DA LICENÇA-PATERNIDADE

 

Art. 3º O servidor tem direito à licença paternidade de cinco dias, a contar da data de nascimento, da guarda judicial para adoção ou da adoção, do resultado do exame de código genético, conforme certidão de nascimento, termo de guarda judicial, termo de adoção ou exame de DNA.

 

Parágrafo único. Caso a criança venha a falecer durante a licença de que trata o caput, o servidor continuará a usufruí-la pelo período que restar.

 

DA PRORROGAÇÃO DAS LICENÇAS

 

Art. 4º É garantida a servidora a prorrogação da licença à gestante ou à adotante por 60 (sessenta) dias, sem prejuízo da remuneração.

 

Art. 5º É garantida ao servidor a prorrogação da licença paternidade por 15 (quinze) dias, sem prejuízo da remuneração.

 

Art. 6º A prorrogação é concedida automática e imediatamente após a fruição das licenças à gestante, à adotante ou à paternidade, não sendo admitida a hipótese de prorrogação posterior ao retorno à atividade.

 

Art. 7º Durante a prorrogação da licença, é vedado ao(à) servidor(a) o exercício de qualquer atividade remunerada.

 

Art. 8º O(a) servidor(a) não fará jus à prorrogação na hipótese de falecimento da criança no curso das licenças à gestante e à adotante ou da licença paternidade.

 

Parágrafo único.

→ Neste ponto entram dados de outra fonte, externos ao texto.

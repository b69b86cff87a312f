use std::str::FromStr;

use chrono::NaiveDateTime;
use rusqlite::{params, Connection};
use uuid::Uuid;

use crate::db::DatabaseError;
use crate::models::enums::{DocumentKind, DocumentStatus};
use crate::models::Document;

const TIMESTAMP_FORMAT: &str = "%Y-%m-%d %H:%M:%S";

pub fn insert_document(conn: &Connection, doc: &Document) -> Result<(), DatabaseError> {
    conn.execute(
        "INSERT INTO documents (id, original_filename, content_type, file_path, status,
         document_type, confidence_score, error_message, created_at, updated_at)
         VALUES (?1, ?2, ?3, ?4, ?5, ?6, ?7, ?8, ?9, ?10)",
        params![
            doc.id.to_string(),
            doc.original_filename,
            doc.content_type,
            doc.file_path,
            doc.status.as_str(),
            doc.document_type.map(|t| t.as_str()),
            doc.confidence_score,
            doc.error_message,
            doc.created_at.format(TIMESTAMP_FORMAT).to_string(),
            doc.updated_at.format(TIMESTAMP_FORMAT).to_string(),
        ],
    )?;
    Ok(())
}

pub fn get_document(conn: &Connection, id: &Uuid) -> Result<Option<Document>, DatabaseError> {
    let mut stmt = conn.prepare(
        "SELECT id, original_filename, content_type, file_path, status,
         document_type, confidence_score, error_message, created_at, updated_at
         FROM documents WHERE id = ?1",
    )?;

    let result = stmt.query_row(params![id.to_string()], row_to_document_row);

    match result {
        Ok(row) => Ok(Some(document_from_row(row)?)),
        Err(rusqlite::Error::QueryReturnedNoRows) => Ok(None),
        Err(e) => Err(e.into()),
    }
}

/// Update the mutable portion of a document row. `updated_at` is refreshed
/// here, not by the caller.
pub fn update_document(conn: &Connection, doc: &Document) -> Result<(), DatabaseError> {
    let updated_at = chrono::Utc::now().naive_utc();
    let rows = conn.execute(
        "UPDATE documents SET status = ?2, document_type = ?3, confidence_score = ?4,
         error_message = ?5, updated_at = ?6
         WHERE id = ?1",
        params![
            doc.id.to_string(),
            doc.status.as_str(),
            doc.document_type.map(|t| t.as_str()),
            doc.confidence_score,
            doc.error_message,
            updated_at.format(TIMESTAMP_FORMAT).to_string(),
        ],
    )?;
    if rows == 0 {
        return Err(DatabaseError::NotFound {
            entity_type: "Document".into(),
            id: doc.id.to_string(),
        });
    }
    Ok(())
}

/// All documents, newest first.
pub fn list_documents(conn: &Connection) -> Result<Vec<Document>, DatabaseError> {
    let mut stmt = conn.prepare(
        "SELECT id, original_filename, content_type, file_path, status,
         document_type, confidence_score, error_message, created_at, updated_at
         FROM documents ORDER BY created_at DESC, id DESC",
    )?;

    let rows = stmt.query_map([], row_to_document_row)?;

    let mut docs = Vec::new();
    for row in rows {
        docs.push(document_from_row(row?)?);
    }
    Ok(docs)
}

/// All documents matching a status, newest first.
pub fn get_documents_by_status(
    conn: &Connection,
    status: DocumentStatus,
) -> Result<Vec<Document>, DatabaseError> {
    let mut stmt = conn.prepare(
        "SELECT id, original_filename, content_type, file_path, status,
         document_type, confidence_score, error_message, created_at, updated_at
         FROM documents WHERE status = ?1 ORDER BY created_at DESC, id DESC",
    )?;

    let rows = stmt.query_map(params![status.as_str()], row_to_document_row)?;

    let mut docs = Vec::new();
    for row in rows {
        docs.push(document_from_row(row?)?);
    }
    Ok(docs)
}

// Internal row type for Document mapping
struct DocumentRow {
    id: String,
    original_filename: String,
    content_type: String,
    file_path: String,
    status: String,
    document_type: Option<String>,
    confidence_score: Option<f32>,
    error_message: Option<String>,
    created_at: String,
    updated_at: String,
}

fn row_to_document_row(row: &rusqlite::Row<'_>) -> Result<DocumentRow, rusqlite::Error> {
    Ok(DocumentRow {
        id: row.get::<_, String>(0)?,
        original_filename: row.get::<_, String>(1)?,
        content_type: row.get::<_, String>(2)?,
        file_path: row.get::<_, String>(3)?,
        status: row.get::<_, String>(4)?,
        document_type: row.get::<_, Option<String>>(5)?,
        confidence_score: row.get::<_, Option<f32>>(6)?,
        error_message: row.get::<_, Option<String>>(7)?,
        created_at: row.get::<_, String>(8)?,
        updated_at: row.get::<_, String>(9)?,
    })
}

fn document_from_row(row: DocumentRow) -> Result<Document, DatabaseError> {
    Ok(Document {
        id: Uuid::parse_str(&row.id)
            .map_err(|e| DatabaseError::ConstraintViolation(e.to_string()))?,
        original_filename: row.original_filename,
        content_type: row.content_type,
        file_path: row.file_path,
        status: DocumentStatus::from_str(&row.status)?,
        document_type: row
            .document_type
            .as_deref()
            .map(DocumentKind::from_str)
            .transpose()?,
        confidence_score: row.confidence_score,
        error_message: row.error_message,
        created_at: parse_timestamp(&row.created_at),
        updated_at: parse_timestamp(&row.updated_at),
    })
}

fn parse_timestamp(s: &str) -> NaiveDateTime {
    NaiveDateTime::parse_from_str(s, TIMESTAMP_FORMAT)
        .or_else(|_| NaiveDateTime::parse_from_str(s, "%Y-%m-%dT%H:%M:%S"))
        .unwrap_or_default()
}

#[cfg(test)]
mod tests {
    use super::*;
    use crate::db::sqlite::open_memory_database;

    fn sample_document() -> Document {
        Document::new("claim.pdf", "application/pdf", "/tmp/claim.pdf")
    }

    #[test]
    fn insert_and_get_round_trip() {
        let conn = open_memory_database().unwrap();
        let doc = sample_document();
        insert_document(&conn, &doc).unwrap();

        let loaded = get_document(&conn, &doc.id).unwrap().unwrap();
        assert_eq!(loaded.id, doc.id);
        assert_eq!(loaded.original_filename, "claim.pdf");
        assert_eq!(loaded.status, DocumentStatus::Uploaded);
        assert!(loaded.document_type.is_none());
    }

    #[test]
    fn get_missing_document_returns_none() {
        let conn = open_memory_database().unwrap();
        assert!(get_document(&conn, &Uuid::new_v4()).unwrap().is_none());
    }

    #[test]
    fn update_persists_status_and_type() {
        let conn = open_memory_database().unwrap();
        let mut doc = sample_document();
        insert_document(&conn, &doc).unwrap();

        doc.status = DocumentStatus::Processed;
        doc.document_type = Some(DocumentKind::InsuranceClaim);
        doc.confidence_score = Some(0.91);
        update_document(&conn, &doc).unwrap();

        let loaded = get_document(&conn, &doc.id).unwrap().unwrap();
        assert_eq!(loaded.status, DocumentStatus::Processed);
        assert_eq!(loaded.document_type, Some(DocumentKind::InsuranceClaim));
        assert!((loaded.confidence_score.unwrap() - 0.91).abs() < 1e-6);
    }

    #[test]
    fn update_missing_document_is_not_found() {
        let conn = open_memory_database().unwrap();
        let doc = sample_document();
        let result = update_document(&conn, &doc);
        assert!(matches!(result, Err(DatabaseError::NotFound { .. })));
    }

    #[test]
    fn filter_by_status() {
        let conn = open_memory_database().unwrap();
        let mut a = sample_document();
        insert_document(&conn, &a).unwrap();
        a.status = DocumentStatus::ReviewRequired;
        update_document(&conn, &a).unwrap();

        let b = sample_document();
        insert_document(&conn, &b).unwrap();

        let queue = get_documents_by_status(&conn, DocumentStatus::ReviewRequired).unwrap();
        assert_eq!(queue.len(), 1);
        assert_eq!(queue[0].id, a.id);

        assert_eq!(list_documents(&conn).unwrap().len(), 2);
    }
}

Caso o falecimento da criança ocorra no curso da prorrogação, esta cessa imediatamente.

 

Art. 9º A prorrogação da licença será aplicada à servidora ou ao servidor que a estiver usufruindo na data da publicação desta Resolução.

 

DAS DISPOSIÇÕES FINAIS

 

Art. 10. Ocorrendo o nascimento do filho após a jornada diária de trabalho, a licença à gestante e à paternidade iniciar-se-ão no dia imediatamente subsequente.

 

Art. 11. A servidora gestante exonerada de cargo em comissão ou dispensada da função comissionada faz jus à percepção da remuneração desse cargo ou função, como se em exercício estivesse, até o término da licença, inclusive em sua prorrogação.

 

Art. 12. A servidora terá direito a licença à gestante e à adotante, inclusive a eventual prorrogação, ainda que o evento tenha ocorrido antes do seu ingresso neste Tribunal, mas somente pelo período remanescente para completar a respectiva licença, levando-se em conta a data do fato.

 

Art. 13. Esta Resolução aplica-se aos servidores do quadro efetivo deste Tribunal, aos ocupantes de cargo ou emprego públicos cedidos a este Tribunal e aos servidores em exercício provisório, bem como aos ocupantes de cargo em comissão, sem vínculo efetivo com a Administração Pública.

 

Art. 14. Na análise do caso concreto, aplica-se o disposto nesta Resolução aos servidores membros de famílias monoparentais e homoafetivas.

 

Art. 15. Cabe à SGP/COMED efetuar quaisquer registros referentes às licenças constantes desta Resolução em sistema informatizado.

 

Art. 16. Os casos omissos serão resolvidos pelo Diretor-Geral da Secretaria do Tribunal.

 

Art. 17. Revoga-se a Resolução TRE-TO nº 157, de 15 de outubro de 2008.

 

Art. 18. Esta Resolução entra em vigor na data de sua publicação.

 

Sala de Sessões do Tribunal Regional Eleitoral do Tocantins.

 

Palmas, 27 de fevereiro de 2018.

 

Desembargador MARCO VILLAS BOAS - Presidente; Desembargadora ÂNGELA PRUDENTE - Vice-Presidente/Corregedora; Juiz AGENOR ALEXANDRE DA SILVA - Ouvidor Regional Eleitoral; Juiz RUBEM RIBEIRO DE CARVALHO; Juiz ADELMAR AIRES PIMENTA; Juiz Substituto MARCIO GONÇALVES MOREIRA; Juíza ÂNGELA ISSA HAONAT; Dr. ÁLVARO LOTUFO MANZANO - Procurador

Este texto não substitui o publicado no DJE-TRE-TO, nº 035, de 28.2.2018, p. 6.7.